The subject of my musing is not the question whether such a crossing is possible or not. I know it is possible, I know people who have done it, but for me, it does not and did not even then make any sense. I have not set on this journey around Europe to beat records, to please my ego or myself by some extreme physical performance. I decided to live this journey, and that also means to live on it. I accept anything and everything it has to offer to me. I am getting to know myself better. Humble to nature and people I notice how kilometre by kilometre, day by day, everything keeps changing. I also see that no matter the environment, the culture, or the weather, there is always something familiar. I decided to share my experience and my insight and to abandon prejudices that I have collected during my life.

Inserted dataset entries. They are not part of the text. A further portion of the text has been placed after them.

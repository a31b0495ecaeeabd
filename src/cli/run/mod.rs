//! Run command - executes a workflow file against an optional JSON context

use std::path::{Path, PathBuf};

use clap::Args;
use serde_json::{json, Value};
use tracing::info;

use crate::domain::workflow::{ExecutionContext, StepId, WorkflowExecutor};
use crate::domain::{ExecutionLogQuery, ExecutionLogStore};
use crate::infrastructure::workflow::load_workflow;
use crate::WorkflowRuntime;

/// Arguments for the run command
#[derive(Args, Clone, Debug)]
pub struct RunArgs {
    /// Workflow definition file (.json or .toml)
    #[arg(long)]
    pub workflow: PathBuf,

    /// JSON file holding the initial context (the trigger payload)
    #[arg(long)]
    pub context: Option<PathBuf>,

    /// Resume the run at this top-level step
    #[arg(long)]
    pub start_at: Option<String>,

    /// Include the execution logs in the output
    #[arg(long)]
    pub logs: bool,
}

/// Run the command and print the report to stdout
pub async fn run(args: RunArgs) -> anyhow::Result<()> {
    let config = super::bootstrap();
    let runtime = crate::create_runtime_with_config(&config)?;

    let report = execute(&args, &runtime).await?;
    println!("{}", serde_json::to_string_pretty(&report)?);

    let failed = report["summary"]["steps"]
        .as_array()
        .map(|steps| steps.iter().filter(|s| s["status"] == "failed").count())
        .unwrap_or(0);
    if failed > 0 {
        anyhow::bail!("{} step(s) failed", failed);
    }

    Ok(())
}

/// Execute the workflow and build the JSON report
pub async fn execute(args: &RunArgs, runtime: &WorkflowRuntime) -> anyhow::Result<Value> {
    let workflow = load_workflow(&args.workflow).await?;
    let context = match &args.context {
        Some(path) => load_context(path).await?,
        None => ExecutionContext::new(),
    };

    info!(workflow_id = %workflow.id(), "Running workflow from {}", args.workflow.display());

    let summary = match &args.start_at {
        Some(step) => {
            runtime
                .engine
                .execute_from(&workflow, context, &StepId::new(step.as_str()))
                .await?
        }
        None => runtime.engine.execute(&workflow, context).await?,
    };

    let mut report = json!({ "summary": summary });
    if args.logs {
        let logs = runtime
            .log_store
            .list(&ExecutionLogQuery::new().with_workflow_id(workflow.id().clone()))
            .await?;
        report["logs"] = serde_json::to_value(logs)?;
    }

    Ok(report)
}

async fn load_context(path: &Path) -> anyhow::Result<ExecutionContext> {
    let content = tokio::fs::read_to_string(path)
        .await
        .map_err(|e| anyhow::anyhow!("Failed to read context '{}': {}", path.display(), e))?;
    let value: Value = serde_json::from_str(&content)
        .map_err(|e| anyhow::anyhow!("Invalid context JSON in '{}': {}", path.display(), e))?;

    Ok(ExecutionContext::from_value(value))
}
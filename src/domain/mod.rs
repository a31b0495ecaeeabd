//! Domain layer - Core business logic and entities

pub mod ai;
pub mod error;
pub mod execution_log;
pub mod http;
pub mod notification;
pub mod record;
pub mod workflow;

pub use ai::{Generation, GenerationRequest, RawGeneration, TextGenerator};
pub use error::DomainError;
pub use execution_log::{
    ExecutionLog, ExecutionLogError, ExecutionLogId, ExecutionLogQuery, ExecutionLogStore,
    ExecutionStatus, LogCompletion,
};
pub use http::{ApiAuth, ApiClient, ApiRequest, ApiResponse, HttpMethod};
pub use notification::{EmailMessage, Mailer, MessageRef};
pub use record::{FilterOperator, RecordFilter, RecordOrder, RecordQuery, RecordRef, RecordStore};
pub use workflow::{
    ExecutionContext, HandlerRegistry, NestedStepExecutor, OnErrorAction, RunSummary, StepHandler,
    StepId, StepOutcome, StepResult, StepStatus, StepType, Workflow, WorkflowError,
    WorkflowExecutor, WorkflowId, WorkflowStep,
};
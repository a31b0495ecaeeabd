//! Execution context shared by every step of a run
//!
//! The context is a JSON object. Steps contribute partial objects which are
//! merged recursively, so siblings can add keys under the same parent
//! without clobbering each other.

use serde::{Deserialize, Serialize};
use serde_json::{Map, Value};

use super::entity::StepId;

/// Key holding the ordered list of step outputs
pub const STEPS_KEY: &str = "steps";

/// Key holding the per-iteration data of a FOR_EACH loop
pub const LOOP_KEY: &str = "loop";

/// Key holding a copy of the context the run was started with
pub const TRIGGER_KEY: &str = "trigger";

/// Key holding variables written by DEFINE_VARIABLE steps
pub const VARIABLES_KEY: &str = "variables";

/// Key holding the evaluated result of CONDITION steps, by step id
pub const CONDITION_KEY: &str = "condition";

/// Mutable key-value state threaded through a workflow run
#[derive(Debug, Clone, Default, PartialEq, Serialize, Deserialize)]
#[serde(transparent)]
pub struct ExecutionContext(Map<String, Value>);

impl ExecutionContext {
    pub fn new() -> Self {
        Self(Map::new())
    }

    /// Build a context from a JSON value; non-objects become `{"input": value}`
    pub fn from_value(value: Value) -> Self {
        match value {
            Value::Object(map) => Self(map),
            Value::Null => Self::new(),
            other => {
                let mut map = Map::new();
                map.insert("input".to_string(), other);
                Self(map)
            }
        }
    }

    pub fn as_map(&self) -> &Map<String, Value> {
        &self.0
    }

    pub fn into_map(self) -> Map<String, Value> {
        self.0
    }

    /// Point-in-time copy as a JSON value, used for log snapshots
    pub fn snapshot(&self) -> Value {
        Value::Object(self.0.clone())
    }

    pub fn get(&self, key: &str) -> Option<&Value> {
        self.0.get(key)
    }

    pub fn contains_key(&self, key: &str) -> bool {
        self.0.contains_key(key)
    }

    pub fn insert(&mut self, key: impl Into<String>, value: Value) {
        self.0.insert(key.into(), value);
    }

    pub fn remove(&mut self, key: &str) -> Option<Value> {
        self.0.remove(key)
    }

    /// Recursively merge a partial context into this one
    pub fn merge(&mut self, partial: Map<String, Value>) {
        merge_maps(&mut self.0, partial);
    }

    /// Seed the `trigger` key with a copy of the current state when absent
    pub fn seed_trigger(&mut self) {
        if !self.0.contains_key(TRIGGER_KEY) {
            let copy = Value::Object(self.0.clone());
            self.0.insert(TRIGGER_KEY.to_string(), copy);
        }
    }

    /// Entries of the `steps` accumulator, empty when absent or malformed
    pub fn step_entries(&self) -> &[Value] {
        match self.0.get(STEPS_KEY) {
            Some(Value::Array(entries)) => entries,
            _ => &[],
        }
    }

    /// Record the parsed output of a successful step
    ///
    /// Appends `{step_id, output}` to `steps` and stores the output under
    /// `step_<id>` so later templates can address it by path.
    pub fn record_step_output(&mut self, step_id: &StepId, output: Value) {
        self.0
            .insert(format!("step_{}", step_id), output.clone());

        let entry = serde_json::json!({
            "step_id": step_id.as_str(),
            "output": output,
        });
        self.append_step_entries(vec![entry]);
    }

    /// Append already-built entries to the `steps` accumulator
    pub fn append_step_entries(&mut self, entries: Vec<Value>) {
        if entries.is_empty() {
            return;
        }

        let slot = self
            .0
            .entry(STEPS_KEY.to_string())
            .or_insert_with(|| Value::Array(Vec::new()));
        if !slot.is_array() {
            *slot = Value::Array(Vec::new());
        }
        if let Value::Array(list) = slot {
            list.extend(entries);
        }
    }
}

impl From<Map<String, Value>> for ExecutionContext {
    fn from(map: Map<String, Value>) -> Self {
        Self(map)
    }
}

/// Recursively merge `incoming` into `target`
///
/// Objects merge key by key. Any other value, arrays included, replaces what
/// was there before.
pub fn deep_merge(target: &mut Value, incoming: Value) {
    match (target, incoming) {
        (Value::Object(existing), Value::Object(partial)) => merge_maps(existing, partial),
        (slot, value) => *slot = value,
    }
}

fn merge_maps(target: &mut Map<String, Value>, incoming: Map<String, Value>) {
    for (key, value) in incoming {
        match target.get_mut(&key) {
            Some(existing) => deep_merge(existing, value),
            None => {
                target.insert(key, value);
            }
        }
    }
}

#[cfg(test)]
mod tests {
    use super::*;
    use serde_json::json;

    fn ctx(value: Value) -> ExecutionContext {
        ExecutionContext::from_value(value)
    }

    #[test]
    fn test_merge_is_recursive() {
        let mut context = ctx(json!({"a": {"x": 1}}));
        context.merge(json!({"a": {"y": 2}}).as_object().unwrap().clone());

        assert_eq!(context.snapshot(), json!({"a": {"x": 1, "y": 2}}));
    }

    #[test]
    fn test_merge_replaces_scalars_and_arrays() {
        let mut target = json!({"a": {"list": [1, 2, 3], "name": "old"}, "b": 1});
        deep_merge(
            &mut target,
            json!({"a": {"list": [9], "name": "new"}, "b": {"nested": true}}),
        );

        assert_eq!(
            target,
            json!({"a": {"list": [9], "name": "new"}, "b": {"nested": true}})
        );
    }

    #[test]
    fn test_merge_deeply_nested() {
        let mut target = json!({"client": {"address": {"city": "Lyon"}, "name": "ACME"}});
        deep_merge(
            &mut target,
            json!({"client": {"address": {"zip": "69001"}}}),
        );

        assert_eq!(
            target,
            json!({"client": {"address": {"city": "Lyon", "zip": "69001"}, "name": "ACME"}})
        );
    }

    #[test]
    fn test_from_value_wraps_scalars() {
        assert_eq!(ctx(json!(null)).snapshot(), json!({}));
        assert_eq!(ctx(json!(5)).snapshot(), json!({"input": 5}));
    }

    #[test]
    fn test_seed_trigger_copies_initial_state_once() {
        let mut context = ctx(json!({"lead": {"id": 9}}));
        context.seed_trigger();
        context.insert("other", json!(true));
        context.seed_trigger();

        assert_eq!(context.get(TRIGGER_KEY), Some(&json!({"lead": {"id": 9}})));
    }

    #[test]
    fn test_record_step_output() {
        let mut context = ExecutionContext::new();
        context.record_step_output(&StepId::from("7"), json!({"text": "hello"}));
        context.record_step_output(&StepId::from("8"), json!(42));

        assert_eq!(context.get("step_7"), Some(&json!({"text": "hello"})));
        assert_eq!(
            context.step_entries(),
            &[
                json!({"step_id": "7", "output": {"text": "hello"}}),
                json!({"step_id": "8", "output": 42})
            ]
        );
    }

    #[test]
    fn test_append_replaces_malformed_steps_key() {
        let mut context = ctx(json!({"steps": "oops"}));
        context.append_step_entries(vec![json!(1)]);

        assert_eq!(context.get(STEPS_KEY), Some(&json!([1])));
    }

    #[test]
    fn test_append_nothing_leaves_context_untouched() {
        let mut context = ExecutionContext::new();
        context.append_step_entries(Vec::new());

        assert!(!context.contains_key(STEPS_KEY));
        assert!(context.step_entries().is_empty());
    }
}
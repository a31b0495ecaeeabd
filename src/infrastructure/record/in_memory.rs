use std::sync::Arc;

use async_trait::async_trait;
use serde_json::{Map, Value};
use tokio::sync::RwLock;
use uuid::Uuid;

use crate::domain::{DomainError, RecordQuery, RecordRef, RecordStore};

#[derive(Debug, Clone)]
struct StoredRecord {
    /// Lowercased entity type
    entity_type: String,
    fields: Map<String, Value>,
}

impl StoredRecord {
    fn is(&self, entity_type: &str, id: &str) -> bool {
        self.entity_type == entity_type.to_lowercase()
            && self.fields.get("id").and_then(Value::as_str) == Some(id)
    }
}

/// In-memory implementation of RecordStore
///
/// Entity types are compared case-insensitively; records get UUID ids and
/// queries see them in creation order.
#[derive(Debug, Clone, Default)]
pub struct InMemoryRecordStore {
    records: Arc<RwLock<Vec<StoredRecord>>>,
}

impl InMemoryRecordStore {
    pub fn new() -> Self {
        Self::default()
    }

    /// Fields of a stored record, `id` included
    pub async fn get(&self, entity_type: &str, id: &str) -> Option<Map<String, Value>> {
        self.records
            .read()
            .await
            .iter()
            .find(|record| record.is(entity_type, id))
            .map(|record| record.fields.clone())
    }

    pub async fn len(&self) -> usize {
        self.records.read().await.len()
    }

    pub async fn is_empty(&self) -> bool {
        self.records.read().await.is_empty()
    }
}

#[async_trait]
impl RecordStore for InMemoryRecordStore {
    async fn create(
        &self,
        entity_type: &str,
        mut fields: Map<String, Value>,
    ) -> Result<RecordRef, DomainError> {
        if entity_type.trim().is_empty() {
            return Err(DomainError::validation("Entity type cannot be empty"));
        }

        let id = Uuid::new_v4().to_string();
        fields.insert("id".to_string(), Value::String(id.clone()));

        self.records.write().await.push(StoredRecord {
            entity_type: entity_type.to_lowercase(),
            fields,
        });

        Ok(RecordRef::new(entity_type, id))
    }

    async fn update(
        &self,
        entity_type: &str,
        id: &str,
        fields: Map<String, Value>,
    ) -> Result<(), DomainError> {
        let mut records = self.records.write().await;

        let record = records
            .iter_mut()
            .find(|record| record.is(entity_type, id))
            .ok_or_else(|| {
                DomainError::not_found(format!("Record '{}/{}' not found", entity_type, id))
            })?;

        for (name, value) in fields {
            if name != "id" {
                record.fields.insert(name, value);
            }
        }

        Ok(())
    }

    async fn query(
        &self,
        entity_type: &str,
        query: &RecordQuery,
    ) -> Result<Vec<Map<String, Value>>, DomainError> {
        let entity_type = entity_type.to_lowercase();
        let candidates = self
            .records
            .read()
            .await
            .iter()
            .filter(|record| record.entity_type == entity_type)
            .map(|record| record.fields.clone())
            .collect();

        Ok(query.apply(candidates))
    }
}
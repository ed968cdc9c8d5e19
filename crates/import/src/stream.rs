use std::collections::VecDeque;
use std::ffi::OsString;
use std::fs::File;
use std::io::{self, BufReader};
use std::path::{Path, PathBuf};

use tempfile::TempDir;
use thiserror::Error;
use tracing::debug;
use zip::ZipArchive;

use kassa_camt::{DecodeError, StatementEntry};
use kassa_core::{CurrencyMismatch, RuleSet, Transaction};

use crate::record::build_transaction;
use crate::source::InputKind;

#[derive(Debug, Error)]
pub enum ImportError {
    #[error("don't know how to handle input '{}'", .0.display())]
    UnsupportedInput(PathBuf),
    #[error(transparent)]
    Currency(#[from] CurrencyMismatch),
    #[error("failed to decode '{file}': {source}")]
    Decode { file: String, source: DecodeError },
    #[error("failed to read archive '{}': {source}", .file.display())]
    Archive {
        file: PathBuf,
        source: zip::result::ZipError,
    },
    #[error("I/O error: {0}")]
    Io(#[from] io::Error),
}

/// Lazily yields classified transactions across the whole input list: in
/// top-level input order, lexicographic member order within an archive, and
/// document order within a statement. Memory stays bounded by one file's
/// worth of entries.
///
/// The stream is single-pass and fail-fast: the first error is yielded and
/// ends it. Later inputs are never touched, nothing is retried or skipped.
pub struct TransactionStream<'r> {
    rules: &'r RuleSet,
    inputs: VecDeque<PathBuf>,
    container: Option<OpenContainer>,
    entries: std::vec::IntoIter<StatementEntry>,
    done: bool,
}

/// An opened archive plus the scoped temp dir its members are materialized
/// into. Dropping it releases the temp storage, error paths included.
struct OpenContainer {
    path: PathBuf,
    archive: ZipArchive<File>,
    members: VecDeque<String>,
    tempdir: TempDir,
}

impl<'r> TransactionStream<'r> {
    pub fn new<I, P>(inputs: I, rules: &'r RuleSet) -> Self
    where
        I: IntoIterator<Item = P>,
        P: Into<PathBuf>,
    {
        TransactionStream {
            rules,
            inputs: inputs.into_iter().map(Into::into).collect(),
            container: None,
            entries: Vec::new().into_iter(),
            done: false,
        }
    }

    fn open_container(&mut self, path: PathBuf) -> Result<(), ImportError> {
        let file = File::open(&path)?;
        let archive = ZipArchive::new(file).map_err(|source| ImportError::Archive {
            file: path.clone(),
            source,
        })?;
        // Members run in lexicographic filename order regardless of
        // archive layout; report order is meaningful to a reviewer.
        let mut members: Vec<String> = archive
            .file_names()
            .filter(|n| !n.ends_with('/'))
            .map(str::to_owned)
            .collect();
        members.sort();
        let tempdir = tempfile::Builder::new().prefix("kassa").tempdir()?;
        debug!(archive = %path.display(), members = members.len(), "opened statement archive");
        self.container = Some(OpenContainer {
            path,
            archive,
            members: members.into(),
            tempdir,
        });
        Ok(())
    }

    /// Materializes the next archive member to the temp dir, decodes it,
    /// and removes the temp file again before returning. Returns `false`
    /// once the container is exhausted (and releases its temp dir).
    fn next_member(&mut self) -> Result<bool, ImportError> {
        let Some(container) = self.container.as_mut() else {
            return Ok(false);
        };
        let Some(name) = container.members.pop_front() else {
            self.container = None;
            return Ok(false);
        };

        let file_name = Path::new(&name)
            .file_name()
            .map(|n| n.to_os_string())
            .unwrap_or_else(|| OsString::from("member.xml"));
        let target = container.tempdir.path().join(file_name);
        {
            let mut member =
                container
                    .archive
                    .by_name(&name)
                    .map_err(|source| ImportError::Archive {
                        file: container.path.clone(),
                        source,
                    })?;
            let mut out = File::create(&target)?;
            io::copy(&mut member, &mut out)?;
        }

        let decoded = decode_file(&target, &name);
        std::fs::remove_file(&target)?;
        self.entries = decoded?.into_iter();
        Ok(true)
    }

    fn advance_input(&mut self) -> Result<bool, ImportError> {
        let Some(path) = self.inputs.pop_front() else {
            return Ok(false);
        };
        match InputKind::of(&path) {
            Some(InputKind::Container) => self.open_container(path)?,
            Some(InputKind::Statement) => {
                let label = path.display().to_string();
                self.entries = decode_file(&path, &label)?.into_iter();
            }
            None => return Err(ImportError::UnsupportedInput(path)),
        }
        Ok(true)
    }
}

impl Iterator for TransactionStream<'_> {
    type Item = Result<Transaction, ImportError>;

    fn next(&mut self) -> Option<Self::Item> {
        if self.done {
            return None;
        }
        loop {
            if let Some(entry) = self.entries.next() {
                match build_transaction(&entry, self.rules) {
                    Ok(tx) => return Some(Ok(tx)),
                    Err(e) => {
                        self.done = true;
                        return Some(Err(e.into()));
                    }
                }
            }

            let advanced = if self.container.is_some() {
                self.next_member()
            } else {
                self.advance_input()
            };
            match advanced {
                // Something new to drain — either fresh entries or, when a
                // container just closed, the next top-level input.
                Ok(true) => {}
                Ok(false) => {
                    if self.container.is_none() && self.inputs.is_empty() {
                        self.done = true;
                        return None;
                    }
                }
                Err(e) => {
                    self.done = true;
                    return Some(Err(e));
                }
            }
        }
    }
}

fn decode_file(path: &Path, label: &str) -> Result<Vec<StatementEntry>, ImportError> {
    let file = File::open(path)?;
    let entries =
        kassa_camt::read_document(BufReader::new(file)).map_err(|source| ImportError::Decode {
            file: label.to_string(),
            source,
        })?;
    debug!(file = label, entries = entries.len(), "decoded statement document");
    Ok(entries)
}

That is why today I am able to look at the sun rising above Albany and be happy for all that I have experienced at the Adriatic Sea. It was my first real yachting experience when, in the north of Greece, I was invited to become a member of a crew and had to step behind the steering wheel. It meant many nervous hours when I was paddling through the Albanian waters which are, till this day, marked at mined on the maps. But it was also the meeting with Albanian police who let me stay in a water power plant hosting me for several days. I remember looking for an unofficial taxi and the adventure of taking the kayak on the roof of an illegal car through the borders to the Montenegro and how the driver had to bribe all the police and the customs officers so that he could get me and the kayak to the country.
Another unforgettable encounter was with the Montenegrin police when they took my passport, my kayak and they made me pay a ridiculous fine. I also remember my efforts to get out of the Montenegro the fastest way possible. I remember my meeting with the most famous Balkan singer. How I was a guest at the house of a Montenegrin Olympic yachtsman. And the numerous meetings with friends in Croatia. I remember being accepted into one Croatian family for several weeks and also how I was able to dive for a few weeks there. I would have never spent three weeks on a sailboat had I not gone to the Adriatic Sea. I would not have met a fantastic human being who decided to accompany me on my journey and would have never discovered for myself how it felt to journey with her.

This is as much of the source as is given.